Many observers accuse Chávez of using nationalizations
to distract people's attention from the problems that
his government has created. The Venezuelan private sector
has been in turmoil since the nationalizations began.[37] Meanwhile,
Chávez is swelling the ranks of already bloated government
ministries with jobs for his supporters, straining the budget.
One measure
of the loss of economic freedom in Venezuela under Chávez is its ranking in the annual Index of Economic
Freedom, published by The Heritage Foundation and The
Wall Street Journal. In 1998, before President Chávez
took office, Venezuela ranked 107th out of 154 countries.[38]
By 2007, after eight years of Chávez in office, Venezuela's
ranking had dropped to 144th out of 157 countries.[39]
Ignoring
the disastrous lessons of Soviet collectivized
agriculture, Chávez has targeted private producers
and large landowners for nationalization, saying that they
are not producing enough. He has directed "regional and
municipal governments to expropriate food growers and cattle
ranchers with idle capacity, and to investigate private industries
that are attempting to block the new socialist-based enterprises."[40]

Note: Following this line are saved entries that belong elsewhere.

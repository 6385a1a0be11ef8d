pub(crate) mod filters_model;
pub(crate) mod filters_service;

pub use filters_model::{CoinCategory, FilterRule, FilterState};
pub use filters_service::FilterEngine;
//! Top-level controller: owns the app state, dispatches commands, and
//! drives the acquisition -> normalize -> replace -> derive pipeline.

pub(crate) mod dashboard_constants;
pub(crate) mod dashboard_model;
pub(crate) mod dashboard_service;
pub(crate) mod dashboard_traits;


pub use dashboard_constants::*;
pub use dashboard_model::{Command, StatusSeverity};
pub use dashboard_service::DashboardService;
pub use dashboard_traits::PresentationSink;
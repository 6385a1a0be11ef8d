pub(crate) mod portfolio_constants;
pub(crate) mod portfolio_model;
pub(crate) mod portfolio_service;

pub use portfolio_constants::*;
pub use portfolio_model::PortfolioSnapshot;
pub use portfolio_service::PortfolioService;
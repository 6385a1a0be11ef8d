use serde::{Deserialize, Serialize};

use crate::market_data::DEFAULT_API_BASE_URL;
use crate::translation::DEFAULT_LANGUAGE;

/// Host-injected configuration. The asset base URL serves the bundled
/// snapshot (`data.json`) and the language resource (`languages.json`).
#[derive(Debug, Clone, Serialize, Deserialize)]
#[serde(rename_all = "camelCase")]
pub struct AppSettings {
    pub api_base_url: String,
    pub asset_base_url: String,
    pub default_language: String,
    pub sound_enabled: bool,
}

impl Default for AppSettings {
    fn default() -> Self {
        AppSettings {
            api_base_url: DEFAULT_API_BASE_URL.to_string(),
            asset_base_url: "http://127.0.0.1:8080".to_string(),
            default_language: DEFAULT_LANGUAGE.to_string(),
            sound_enabled: true,
        }
    }
}
//! Synthetic telluric-corrected spectra.
//!
//! Produces a smooth continuum with Gaussian noise, plus residual structure
//! inside the telluric bands (absorption dips and extra scatter) so there is
//! something worth preserving there. Generation is seeded and deterministic.

use rand::prelude::*;
use rand::rngs::StdRng;
use rand_distr::Normal;

use crate::domain::{ExclusionRange, LinearSolution, LookupMode, Spectrum, SpectrumHeader};
use crate::error::AppError;
use crate::fit::locate_wavelength;

/// Scatter inside telluric bands relative to the continuum noise.
const BAND_NOISE_FACTOR: f64 = 5.0;

/// Depth of the absorption dip at a band centre (fraction of continuum).
const BAND_DEPTH: f64 = 0.35;

#[derive(Debug, Clone)]
pub struct SynthConfig {
    pub samples: usize,
    pub seed: u64,
    /// Gaussian noise σ relative to the continuum.
    pub noise: f64,
    /// Wavelength of pixel 0.
    pub start: f64,
    /// Wavelength step per pixel (> 0).
    pub step: f64,
}

#[derive(Debug, Clone)]
pub struct SynthSpectrum {
    pub spectrum: Spectrum,
    /// The requested bands clipped to the axis and snapped onto axis samples,
    /// so they work with exact lookup.
    pub ranges: Vec<ExclusionRange>,
}

/// Generate a spectrum with absorption residuals inside `bands`.
pub fn generate_spectrum(config: &SynthConfig, bands: &[ExclusionRange]) -> Result<SynthSpectrum, AppError> {
    if config.samples < 2 {
        return Err(AppError::new(2, "Synthetic spectrum needs at least 2 samples."));
    }
    if !(config.step.is_finite() && config.step > 0.0 && config.start.is_finite()) {
        return Err(AppError::new(2, "Synthetic spectrum needs a finite start and a positive step."));
    }
    if !(config.noise.is_finite() && config.noise >= 0.0) {
        return Err(AppError::new(2, "Noise level must be finite and >= 0."));
    }

    let solution = LinearSolution {
        reference_pixel: 0.0,
        reference_value: config.start,
        step: config.step,
    };
    let wavelength = solution.axis(config.samples);
    let ranges = snap_bands(&wavelength, bands)?;

    let mut rng = StdRng::seed_from_u64(config.seed);
    let normal = Normal::new(0.0, 1.0).map_err(|e| AppError::new(4, format!("Noise distribution error: {e}")))?;

    let lo = wavelength[0];
    let hi = wavelength[wavelength.len() - 1];
    let mid = 0.5 * (lo + hi);
    let half = 0.5 * (hi - lo);

    let flux = wavelength
        .iter()
        .map(|&w| {
            let u = (w - mid) / half;
            let continuum = 1.0 + 0.25 * u - 0.15 * u * u + 0.05 * u * u * u;
            let z: f64 = normal.sample(&mut rng);

            match ranges.iter().find(|r| w >= r.low && w <= r.high) {
                Some(r) => {
                    let centre = 0.5 * (r.low + r.high);
                    let width = (r.high - r.low).max(config.step) / 4.0;
                    let dip = BAND_DEPTH * (-0.5 * ((w - centre) / width).powi(2)).exp();
                    continuum * (1.0 - dip + BAND_NOISE_FACTOR * config.noise * z)
                }
                None => continuum * (1.0 + config.noise * z),
            }
        })
        .collect();

    let history = vec![format!(
        "synthetic spectrum: seed={} noise={} samples={}",
        config.seed, config.noise, config.samples
    )];

    Ok(SynthSpectrum {
        spectrum: Spectrum {
            wavelength,
            flux,
            header: Some(SpectrumHeader {
                object: Some("synthetic".to_string()),
                solution,
                history,
            }),
        },
        ranges,
    })
}

fn snap_bands(wavelength: &[f64], bands: &[ExclusionRange]) -> Result<Vec<ExclusionRange>, AppError> {
    let lo = wavelength[0];
    let hi = wavelength[wavelength.len() - 1];

    let mut out: Vec<ExclusionRange> = Vec::new();
    for band in bands {
        if band.high < lo || band.low > hi {
            continue;
        }
        let a = locate_wavelength(wavelength, band.low.clamp(lo, hi), LookupMode::Nearest)?;
        let b = locate_wavelength(wavelength, band.high.clamp(lo, hi), LookupMode::Nearest)?;
        let snapped = ExclusionRange::new(wavelength[a], wavelength[b]);
        if out.last().is_some_and(|prev| snapped.low < prev.high) {
            continue;
        }
        out.push(snapped);
    }
    Ok(out)
}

Other cattle ranches and large landholdings are being
taken over with the excuse that their ownership titles cannot
be traced to colonial times, and Chávez is giving the
land to squatters. Even chicken farmers are not beyond the
reach of Chávez, who said that if they "and ranchers
refuse to take their animals to the slaughterhouse, we will
seize the cows within the framework of the constitution
and the country's laws."[41] Among proposed constitutional "reforms" announced
by Chavez on August 15, 2007, are provisions that will enable
his regime to expropriate virtually all land in Venezuela:
[Chavez's]
new property rights regime envisage[s]…"communal
and collective" forms of ownerships. Large landholdings,
the so-called "latifundios" against which the government
has battled since the 2001 Land Law was introduced, will simply
be considered a banned type of ownership.[42]
The clear
threat to any kind of investment has had the predictable
result of creating ongoing shortages of staples—including
eggs, milk, meat, chicken, and cooking oil—that disproportionately
affect the poorest Venezuelans.
Rising Crime. A recent State Department notice warns:
U.S. citizens
contemplating travel to Venezuela should
carefully consider the risks to their safety and security.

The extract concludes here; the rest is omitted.